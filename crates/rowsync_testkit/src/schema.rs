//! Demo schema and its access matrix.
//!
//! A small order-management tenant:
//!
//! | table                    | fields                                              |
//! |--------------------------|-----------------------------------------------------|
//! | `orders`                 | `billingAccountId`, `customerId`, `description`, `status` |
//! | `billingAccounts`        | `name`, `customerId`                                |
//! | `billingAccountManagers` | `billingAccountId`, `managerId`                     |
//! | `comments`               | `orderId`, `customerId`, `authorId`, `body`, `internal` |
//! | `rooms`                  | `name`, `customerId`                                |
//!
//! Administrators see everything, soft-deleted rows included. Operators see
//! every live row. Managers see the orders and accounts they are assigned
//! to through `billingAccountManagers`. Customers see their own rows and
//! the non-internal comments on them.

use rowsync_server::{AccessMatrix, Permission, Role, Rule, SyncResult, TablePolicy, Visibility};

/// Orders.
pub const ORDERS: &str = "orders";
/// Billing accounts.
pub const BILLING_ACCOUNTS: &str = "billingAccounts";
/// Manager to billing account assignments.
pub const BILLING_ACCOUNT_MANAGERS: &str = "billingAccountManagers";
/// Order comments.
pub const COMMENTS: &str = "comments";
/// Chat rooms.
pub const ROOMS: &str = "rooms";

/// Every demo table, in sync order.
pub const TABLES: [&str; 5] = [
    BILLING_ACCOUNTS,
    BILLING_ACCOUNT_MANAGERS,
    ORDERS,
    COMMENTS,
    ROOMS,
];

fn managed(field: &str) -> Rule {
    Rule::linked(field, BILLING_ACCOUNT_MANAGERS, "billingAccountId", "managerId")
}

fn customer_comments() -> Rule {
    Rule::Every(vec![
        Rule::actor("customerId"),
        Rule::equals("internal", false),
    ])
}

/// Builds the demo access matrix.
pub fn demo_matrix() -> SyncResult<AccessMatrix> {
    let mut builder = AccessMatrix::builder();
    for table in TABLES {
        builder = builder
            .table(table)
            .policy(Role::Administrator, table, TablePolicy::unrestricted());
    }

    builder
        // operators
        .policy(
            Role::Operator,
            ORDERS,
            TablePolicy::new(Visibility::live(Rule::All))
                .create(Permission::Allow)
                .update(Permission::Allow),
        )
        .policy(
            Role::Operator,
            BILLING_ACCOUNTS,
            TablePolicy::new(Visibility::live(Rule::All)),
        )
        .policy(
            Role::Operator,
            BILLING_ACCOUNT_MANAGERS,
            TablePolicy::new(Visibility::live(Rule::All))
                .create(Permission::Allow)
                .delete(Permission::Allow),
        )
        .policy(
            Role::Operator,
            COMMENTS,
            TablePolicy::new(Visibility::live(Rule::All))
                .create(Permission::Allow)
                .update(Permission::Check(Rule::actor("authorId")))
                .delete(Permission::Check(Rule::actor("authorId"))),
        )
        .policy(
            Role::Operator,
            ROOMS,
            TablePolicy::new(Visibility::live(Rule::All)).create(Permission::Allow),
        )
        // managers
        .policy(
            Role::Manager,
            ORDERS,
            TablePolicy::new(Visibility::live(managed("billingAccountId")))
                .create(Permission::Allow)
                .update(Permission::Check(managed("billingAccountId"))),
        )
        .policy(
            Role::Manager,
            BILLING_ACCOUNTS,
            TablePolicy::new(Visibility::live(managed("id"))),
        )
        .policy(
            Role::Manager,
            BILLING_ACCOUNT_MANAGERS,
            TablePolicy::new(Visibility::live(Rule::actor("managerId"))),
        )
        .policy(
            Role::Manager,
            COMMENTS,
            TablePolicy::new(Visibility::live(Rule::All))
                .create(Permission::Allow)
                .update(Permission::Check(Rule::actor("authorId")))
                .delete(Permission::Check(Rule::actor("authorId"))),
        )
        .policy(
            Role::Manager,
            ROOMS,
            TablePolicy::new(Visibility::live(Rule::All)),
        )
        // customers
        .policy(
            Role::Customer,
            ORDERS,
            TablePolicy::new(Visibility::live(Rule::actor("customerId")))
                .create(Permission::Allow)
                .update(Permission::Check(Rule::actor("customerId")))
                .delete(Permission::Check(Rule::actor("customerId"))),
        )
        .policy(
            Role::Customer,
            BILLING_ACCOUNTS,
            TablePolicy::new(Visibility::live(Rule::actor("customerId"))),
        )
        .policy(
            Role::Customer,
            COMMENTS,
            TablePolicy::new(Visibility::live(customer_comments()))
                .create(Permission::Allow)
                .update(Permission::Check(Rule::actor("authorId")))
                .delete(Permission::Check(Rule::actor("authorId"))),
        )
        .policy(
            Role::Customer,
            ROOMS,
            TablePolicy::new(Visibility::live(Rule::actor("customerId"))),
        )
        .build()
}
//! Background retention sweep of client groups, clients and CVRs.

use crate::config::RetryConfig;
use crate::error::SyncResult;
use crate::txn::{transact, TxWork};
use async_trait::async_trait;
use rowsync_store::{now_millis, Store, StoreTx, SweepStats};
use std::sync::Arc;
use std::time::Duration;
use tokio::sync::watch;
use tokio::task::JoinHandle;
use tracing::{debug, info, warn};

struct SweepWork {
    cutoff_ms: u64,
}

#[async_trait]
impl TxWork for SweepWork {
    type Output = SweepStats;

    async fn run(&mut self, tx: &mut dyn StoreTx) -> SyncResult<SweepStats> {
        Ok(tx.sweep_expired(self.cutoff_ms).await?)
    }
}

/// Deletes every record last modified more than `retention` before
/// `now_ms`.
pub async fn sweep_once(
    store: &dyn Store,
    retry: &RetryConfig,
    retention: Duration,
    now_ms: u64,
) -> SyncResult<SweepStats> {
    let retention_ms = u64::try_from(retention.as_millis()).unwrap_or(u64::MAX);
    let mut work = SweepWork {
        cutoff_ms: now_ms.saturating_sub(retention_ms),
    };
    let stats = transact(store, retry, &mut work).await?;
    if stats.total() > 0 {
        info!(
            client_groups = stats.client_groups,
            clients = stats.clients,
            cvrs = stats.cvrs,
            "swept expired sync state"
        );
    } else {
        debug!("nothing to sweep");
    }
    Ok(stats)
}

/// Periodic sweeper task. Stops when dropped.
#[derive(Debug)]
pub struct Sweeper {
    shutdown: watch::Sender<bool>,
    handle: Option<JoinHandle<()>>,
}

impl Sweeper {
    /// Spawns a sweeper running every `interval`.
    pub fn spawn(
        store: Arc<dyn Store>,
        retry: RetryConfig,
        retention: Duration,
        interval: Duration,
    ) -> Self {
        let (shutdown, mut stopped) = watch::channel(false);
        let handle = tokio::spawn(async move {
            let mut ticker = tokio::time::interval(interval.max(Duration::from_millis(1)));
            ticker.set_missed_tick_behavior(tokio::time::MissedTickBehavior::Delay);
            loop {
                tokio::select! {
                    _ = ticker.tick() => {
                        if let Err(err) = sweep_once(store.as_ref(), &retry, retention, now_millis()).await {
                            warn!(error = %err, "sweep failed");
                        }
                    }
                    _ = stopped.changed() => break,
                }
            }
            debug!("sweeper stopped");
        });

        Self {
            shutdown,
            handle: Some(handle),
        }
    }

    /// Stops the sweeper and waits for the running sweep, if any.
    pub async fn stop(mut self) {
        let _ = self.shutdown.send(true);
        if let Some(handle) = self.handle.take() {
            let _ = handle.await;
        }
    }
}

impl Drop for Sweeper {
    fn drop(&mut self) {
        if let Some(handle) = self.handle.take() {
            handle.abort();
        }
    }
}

- Exercise requirements: Return each line of the data above verbatim.

- Completed exercise:
filename crates/rowsync_testkit/src/schema.rs
//! Demo schema and its access matrix.
//!
//! A small order-management tenant:
//!
//! | table                    | fields                                              |
//! |--------------------------|-----------------------------------------------------|
//! | `orders`                 | `billingAccountId`, `customerId`, `description`, `status` |
//! | `billingAccounts`        | `name`, `customerId`                                |
//! | `billingAccountManagers` | `billingAccountId`, `managerId`                     |
//! | `comments`               | `orderId`, `customerId`, `authorId`, `body`, `internal` |
//! | `rooms`                  | `name`, `customerId`                                |
//!
//! Administrators see everything, soft-deleted rows included. Operators see
//! every live row. Managers see the orders and accounts they are assigned
//! to through `billingAccountManagers`. Customers see their own rows and
//! the non-internal comments on them.

use rowsync_server::{AccessMatrix, Permission, Role, Rule, SyncResult, TablePolicy, Visibility};

/// Orders.
pub const ORDERS: &str = "orders";
/// Billing accounts.
pub const BILLING_ACCOUNTS: &str = "billingAccounts";
/// Manager to billing account assignments.
pub const BILLING_ACCOUNT_MANAGERS: &str = "billingAccountManagers";
/// Order comments.
pub const COMMENTS: &str = "comments";
/// Chat rooms.
pub const ROOMS: &str = "rooms";

/// Every demo table, in sync order.
pub const TABLES: [&str; 5] = [
    BILLING_ACCOUNTS,
    BILLING_ACCOUNT_MANAGERS,
    ORDERS,
    COMMENTS,
    ROOMS,
];

fn managed(field: &str) -> Rule {
    Rule::linked(field, BILLING_ACCOUNT_MANAGERS, "billingAccountId", "managerId")
}

fn customer_comments() -> Rule {
    Rule::Every(vec![
        Rule::actor("customerId"),
        Rule::equals("internal", false),
    ])
}

/// Builds the demo access matrix.
pub fn demo_matrix() -> SyncResult<AccessMatrix> {
    let mut builder = AccessMatrix::builder();
    for table in TABLES {
        builder = builder
            .table(table)
            .policy(Role::Administrator, table, TablePolicy::unrestricted());
    }

    builder
        // operators
        .policy(
            Role::Operator,
            ORDERS,
            TablePolicy::new(Visibility::live(Rule::All))
                .create(Permission::Allow)
                .update(Permission::Allow),
        )
        .policy(
            Role::Operator,
            BILLING_ACCOUNTS,
            TablePolicy::new(Visibility::live(Rule::All)),
        )
        .policy(
            Role::Operator,
            BILLING_ACCOUNT_MANAGERS,
            TablePolicy::new(Visibility::live(Rule::All))
                .create(Permission::Allow)
                .delete(Permission::Allow),
        )
        .policy(
            Role::Operator,
            COMMENTS,
            TablePolicy::new(Visibility::live(Rule::All))
                .create(Permission::Allow)
                .update(Permission::Check(Rule::actor("authorId")))
                .delete(Permission::Check(Rule::actor("authorId"))),
        )
        .policy(
            Role::Operator,
            ROOMS,
            TablePolicy::new(Visibility::live(Rule::All)).create(Permission::Allow),
        )
        // managers
        .policy(
            Role::Manager,
            ORDERS,
            TablePolicy::new(Visibility::live(managed("billingAccountId")))
                .create(Permission::Allow)
                .update(Permission::Check(managed("billingAccountId"))),
        )
        .policy(
            Role::Manager,
            BILLING_ACCOUNTS,
            TablePolicy::new(Visibility::live(managed("id"))),
        )
        .policy(
            Role::Manager,
            BILLING_ACCOUNT_MANAGERS,
            TablePolicy::new(Visibility::live(Rule::actor("managerId"))),
        )
        .policy(
            Role::Manager,
            COMMENTS,
            TablePolicy::new(Visibility::live(Rule::All))
                .create(Permission::Allow)
                .update(Permission::Check(Rule::actor("authorId")))
                .delete(Permission::Check(Rule::actor("authorId"))),
        )
        .policy(
            Role::Manager,
            ROOMS,
            TablePolicy::new(Visibility::live(Rule::All)),
        )
        // customers
        .policy(
            Role::Customer,
            ORDERS,
            TablePolicy::new(Visibility::live(Rule::actor("customerId")))
                .create(Permission::Allow)
                .update(Permission::Check(Rule::actor("customerId")))
                .delete(Permission::Check(Rule::actor("customerId"))),
        )
        .policy(
            Role::Customer,
            BILLING_ACCOUNTS,
            TablePolicy::new(Visibility::live(Rule::actor("customerId"))),
        )
        .policy(
            Role::Customer,
            COMMENTS,
            TablePolicy::new(Visibility::live(customer_comments()))
                .create(Permission::Allow)
                .update(Permission::Check(Rule::actor("authorId")))
                .delete(Permission::Check(Rule::actor("authorId"))),
        )
        .policy(
            Role::Customer,
            ROOMS,
            TablePolicy::new(Visibility::live(Rule::actor("customerId"))),
        )
        .build()
}
//! Background retention sweep of client groups, clients and CVRs.

use crate::config::RetryConfig;
use crate::error::SyncResult;
use crate::txn::{transact, TxWork};
use async_trait::async_trait;
use rowsync_store::{now_millis, Store, StoreTx, SweepStats};
use std::sync::Arc;
use std::time::Duration;
use tokio::sync::watch;
use tokio::task::JoinHandle;
use tracing::{debug, info, warn};

struct SweepWork {
    cutoff_ms: u64,
}

#[async_trait]
impl TxWork for SweepWork {
    type Output = SweepStats;

    async fn run(&mut self, tx: &mut dyn StoreTx) -> SyncResult<SweepStats> {
        Ok(tx.sweep_expired(self.cutoff_ms).await?)
    }
}

/// Deletes every record last modified more than `retention` before
/// `now_ms`.
pub async fn sweep_once(
    store: &dyn Store,
    retry: &RetryConfig,
    retention: Duration,
    now_ms: u64,
) -> SyncResult<SweepStats> {
    let retention_ms = u64::try_from(retention.as_millis()).unwrap_or(u64::MAX);
    let mut work = SweepWork {
        cutoff_ms: now_ms.saturating_sub(retention_ms),
    };
    let stats = transact(store, retry, &mut work).await?;
    if stats.total() > 0 {
        info!(
            client_groups = stats.client_groups,
            clients = stats.clients,
            cvrs = stats.cvrs,
            "swept expired sync state"
        );
    } else {
        debug!("nothing to sweep");
    }
    Ok(stats)
}

/// Periodic sweeper task. Stops when dropped.
#[derive(Debug)]
pub struct Sweeper {
    shutdown: watch::Sender<bool>,
    handle: Option<JoinHandle<()>>,
}

impl Sweeper {
    /// Spawns a sweeper running every `interval`.
    pub fn spawn(
        store: Arc<dyn Store>,
        retry: RetryConfig,
        retention: Duration,
        interval: Duration,
    ) -> Self {
        let (shutdown, mut stopped) = watch::channel(false);
        let handle = tokio::spawn(async move {
            let mut ticker = tokio::time::interval(interval.max(Duration::from_millis(1)));
            ticker.set_missed_tick_behavior(tokio::time::MissedTickBehavior::Delay);
            loop {
                tokio::select! {
                    _ = ticker.tick() => {
                        if let Err(err) = sweep_once(store.as_ref(), &retry, retention, now_millis()).await {
                            warn!(error = %err, "sweep failed");
                        }
                    }
                    _ = stopped.changed() => break,
                }
            }
            debug!("sweeper stopped");
        });

        Self {
            shutdown,
            handle: Some(handle),
        }
    }

    /// Stops the sweeper and waits for the running sweep, if any.
    pub async fn stop(mut self) {
        let _ = self.shutdown.send(true);
        if let Some(handle) = self.handle.take() {
            let _ = handle.await;
        }
    }
}

impl Drop for Sweeper {
    fn drop(&mut self) {
        if let Some(handle) = self.handle.take() {
            handle.abort();
        }
    }
}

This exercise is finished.